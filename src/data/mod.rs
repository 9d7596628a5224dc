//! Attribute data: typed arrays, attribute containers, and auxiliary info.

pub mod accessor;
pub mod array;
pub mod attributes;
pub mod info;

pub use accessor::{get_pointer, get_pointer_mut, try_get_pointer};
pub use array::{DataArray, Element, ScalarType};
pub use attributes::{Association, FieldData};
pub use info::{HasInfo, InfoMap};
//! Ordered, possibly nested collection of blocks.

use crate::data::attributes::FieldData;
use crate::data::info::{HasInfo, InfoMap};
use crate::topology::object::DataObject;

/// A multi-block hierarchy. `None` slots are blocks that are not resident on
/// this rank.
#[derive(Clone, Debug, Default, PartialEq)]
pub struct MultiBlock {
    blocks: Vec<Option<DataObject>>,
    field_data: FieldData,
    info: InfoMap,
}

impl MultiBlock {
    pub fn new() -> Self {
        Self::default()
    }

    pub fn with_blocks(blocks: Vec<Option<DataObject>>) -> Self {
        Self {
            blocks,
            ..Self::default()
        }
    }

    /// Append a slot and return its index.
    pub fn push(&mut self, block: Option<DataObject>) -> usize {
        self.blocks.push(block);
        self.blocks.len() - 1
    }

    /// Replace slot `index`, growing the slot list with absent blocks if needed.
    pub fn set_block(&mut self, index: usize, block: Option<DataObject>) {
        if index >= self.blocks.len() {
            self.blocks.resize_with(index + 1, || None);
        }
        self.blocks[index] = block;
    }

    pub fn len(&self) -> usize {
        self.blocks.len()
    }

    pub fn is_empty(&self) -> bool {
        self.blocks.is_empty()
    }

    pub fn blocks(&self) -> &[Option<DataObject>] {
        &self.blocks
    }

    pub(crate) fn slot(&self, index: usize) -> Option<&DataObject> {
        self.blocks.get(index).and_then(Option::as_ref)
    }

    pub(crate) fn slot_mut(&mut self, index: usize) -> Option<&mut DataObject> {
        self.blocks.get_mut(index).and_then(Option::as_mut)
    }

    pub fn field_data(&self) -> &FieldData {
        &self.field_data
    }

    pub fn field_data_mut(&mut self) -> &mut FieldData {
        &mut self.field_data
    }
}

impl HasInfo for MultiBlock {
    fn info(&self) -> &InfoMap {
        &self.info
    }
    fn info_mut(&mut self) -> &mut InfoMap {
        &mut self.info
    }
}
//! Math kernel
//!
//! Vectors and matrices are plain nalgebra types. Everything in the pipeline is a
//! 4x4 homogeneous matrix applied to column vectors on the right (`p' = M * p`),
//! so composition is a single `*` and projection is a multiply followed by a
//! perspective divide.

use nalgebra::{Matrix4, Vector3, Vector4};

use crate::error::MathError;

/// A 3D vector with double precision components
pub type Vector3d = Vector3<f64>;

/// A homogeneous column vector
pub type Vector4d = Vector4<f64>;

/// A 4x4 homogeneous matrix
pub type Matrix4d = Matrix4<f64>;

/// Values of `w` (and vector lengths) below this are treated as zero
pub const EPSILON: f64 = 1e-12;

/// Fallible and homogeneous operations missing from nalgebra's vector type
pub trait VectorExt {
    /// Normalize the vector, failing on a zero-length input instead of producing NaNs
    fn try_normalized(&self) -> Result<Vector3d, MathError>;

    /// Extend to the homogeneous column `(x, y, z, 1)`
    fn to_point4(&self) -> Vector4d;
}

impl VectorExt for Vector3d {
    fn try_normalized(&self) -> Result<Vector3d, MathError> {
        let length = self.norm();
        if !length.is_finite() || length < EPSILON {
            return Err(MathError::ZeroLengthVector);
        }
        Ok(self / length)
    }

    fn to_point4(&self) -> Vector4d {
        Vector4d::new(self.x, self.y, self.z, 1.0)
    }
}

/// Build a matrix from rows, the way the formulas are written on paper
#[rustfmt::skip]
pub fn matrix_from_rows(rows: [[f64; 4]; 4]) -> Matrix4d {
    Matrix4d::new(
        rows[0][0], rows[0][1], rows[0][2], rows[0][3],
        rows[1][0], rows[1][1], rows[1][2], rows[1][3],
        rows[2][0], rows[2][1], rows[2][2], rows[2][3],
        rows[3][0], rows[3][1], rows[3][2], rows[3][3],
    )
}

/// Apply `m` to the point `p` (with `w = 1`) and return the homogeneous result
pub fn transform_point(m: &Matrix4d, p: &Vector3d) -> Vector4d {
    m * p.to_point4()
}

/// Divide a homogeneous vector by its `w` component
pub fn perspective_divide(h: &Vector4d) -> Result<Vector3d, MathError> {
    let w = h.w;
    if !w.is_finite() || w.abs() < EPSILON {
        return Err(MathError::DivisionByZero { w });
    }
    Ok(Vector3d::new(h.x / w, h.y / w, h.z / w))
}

☆ ☆ ☆ ☆ ☆

WHAT IS REQUIRED:
Every record above needs to be returned in full, exactly.

TASK RESPONSE:
filename src/data/mod.rs
repository 9d7596628a5224dc
//! Attribute data: typed arrays, attribute containers, and auxiliary info.

pub mod accessor;
pub mod array;
pub mod attributes;
pub mod info;

pub use accessor::{get_pointer, get_pointer_mut, try_get_pointer};
pub use array::{DataArray, Element, ScalarType};
pub use attributes::{Association, FieldData};
pub use info::{HasInfo, InfoMap};
//! Ordered, possibly nested collection of blocks.

use crate::data::attributes::FieldData;
use crate::data::info::{HasInfo, InfoMap};
use crate::topology::object::DataObject;

/// A multi-block hierarchy. `None` slots are blocks that are not resident on
/// this rank.
#[derive(Clone, Debug, Default, PartialEq)]
pub struct MultiBlock {
    blocks: Vec<Option<DataObject>>,
    field_data: FieldData,
    info: InfoMap,
}

impl MultiBlock {
    pub fn new() -> Self {
        Self::default()
    }

    pub fn with_blocks(blocks: Vec<Option<DataObject>>) -> Self {
        Self {
            blocks,
            ..Self::default()
        }
    }

    /// Append a slot and return its index.
    pub fn push(&mut self, block: Option<DataObject>) -> usize {
        self.blocks.push(block);
        self.blocks.len() - 1
    }

    /// Replace slot `index`, growing the slot list with absent blocks if needed.
    pub fn set_block(&mut self, index: usize, block: Option<DataObject>) {
        if index >= self.blocks.len() {
            self.blocks.resize_with(index + 1, || None);
        }
        self.blocks[index] = block;
    }

    pub fn len(&self) -> usize {
        self.blocks.len()
    }

    pub fn is_empty(&self) -> bool {
        self.blocks.is_empty()
    }

    pub fn blocks(&self) -> &[Option<DataObject>] {
        &self.blocks
    }

    pub(crate) fn slot(&self, index: usize) -> Option<&DataObject> {
        self.blocks.get(index).and_then(Option::as_ref)
    }

    pub(crate) fn slot_mut(&mut self, index: usize) -> Option<&mut DataObject> {
        self.blocks.get_mut(index).and_then(Option::as_mut)
    }

    pub fn field_data(&self) -> &FieldData {
        &self.field_data
    }

    pub fn field_data_mut(&mut self) -> &mut FieldData {
        &mut self.field_data
    }
}

impl HasInfo for MultiBlock {
    fn info(&self) -> &InfoMap {
        &self.info
    }
    fn info_mut(&mut self) -> &mut InfoMap {
        &mut self.info
    }
}
//! Math kernel
//!
//! Vectors and matrices are plain nalgebra types. Everything in the pipeline is a
//! 4x4 homogeneous matrix applied to column vectors on the right (`p' = M * p`),
//! so composition is a single `*` and projection is a multiply followed by a
//! perspective divide.

use nalgebra::{Matrix4, Vector3, Vector4};

use crate::error::MathError;

/// A 3D vector with double precision components
pub type Vector3d = Vector3<f64>;

/// A homogeneous column vector
pub type Vector4d = Vector4<f64>;

/// A 4x4 homogeneous matrix
pub type Matrix4d = Matrix4<f64>;

/// Values of `w` (and vector lengths) below this are treated as zero
pub const EPSILON: f64 = 1e-12;

/// Fallible and homogeneous operations missing from nalgebra's vector type
pub trait VectorExt {
    /// Normalize the vector, failing on a zero-length input instead of producing NaNs
    fn try_normalized(&self) -> Result<Vector3d, MathError>;

    /// Extend to the homogeneous column `(x, y, z, 1)`
    fn to_point4(&self) -> Vector4d;
}

impl VectorExt for Vector3d {
    fn try_normalized(&self) -> Result<Vector3d, MathError> {
        let length = self.norm();
        if !length.is_finite() || length < EPSILON {
            return Err(MathError::ZeroLengthVector);
        }
        Ok(self / length)
    }

    fn to_point4(&self) -> Vector4d {
        Vector4d::new(self.x, self.y, self.z, 1.0)
    }
}

/// Build a matrix from rows, the way the formulas are written on paper
#[rustfmt::skip]
pub fn matrix_from_rows(rows: [[f64; 4]; 4]) -> Matrix4d {
    Matrix4d::new(
        rows[0][0], rows[0][1], rows[0][2], rows[0][3],
        rows[1][0], rows[1][1], rows[1][2], rows[1][3],
        rows[2][0], rows[2][1], rows[2][2], rows[2][3],
        rows[3][0], rows[3][1], rows[3][2], rows[3][3],
    )
}

/// Apply `m` to the point `p` (with `w = 1`) and return the homogeneous result
pub fn transform_point(m: &Matrix4d, p: &Vector3d) -> Vector4d {
    m * p.to_point4()
}

/// Divide a homogeneous vector by its `w` component
pub fn perspective_divide(h: &Vector4d) -> Result<Vector3d, MathError> {
    let w = h.w;
    if !w.is_finite() || w.abs() < EPSILON {
        return Err(MathError::DivisionByZero { w });
    }
    Ok(Vector3d::new(h.x / w, h.y / w, h.z / w))
}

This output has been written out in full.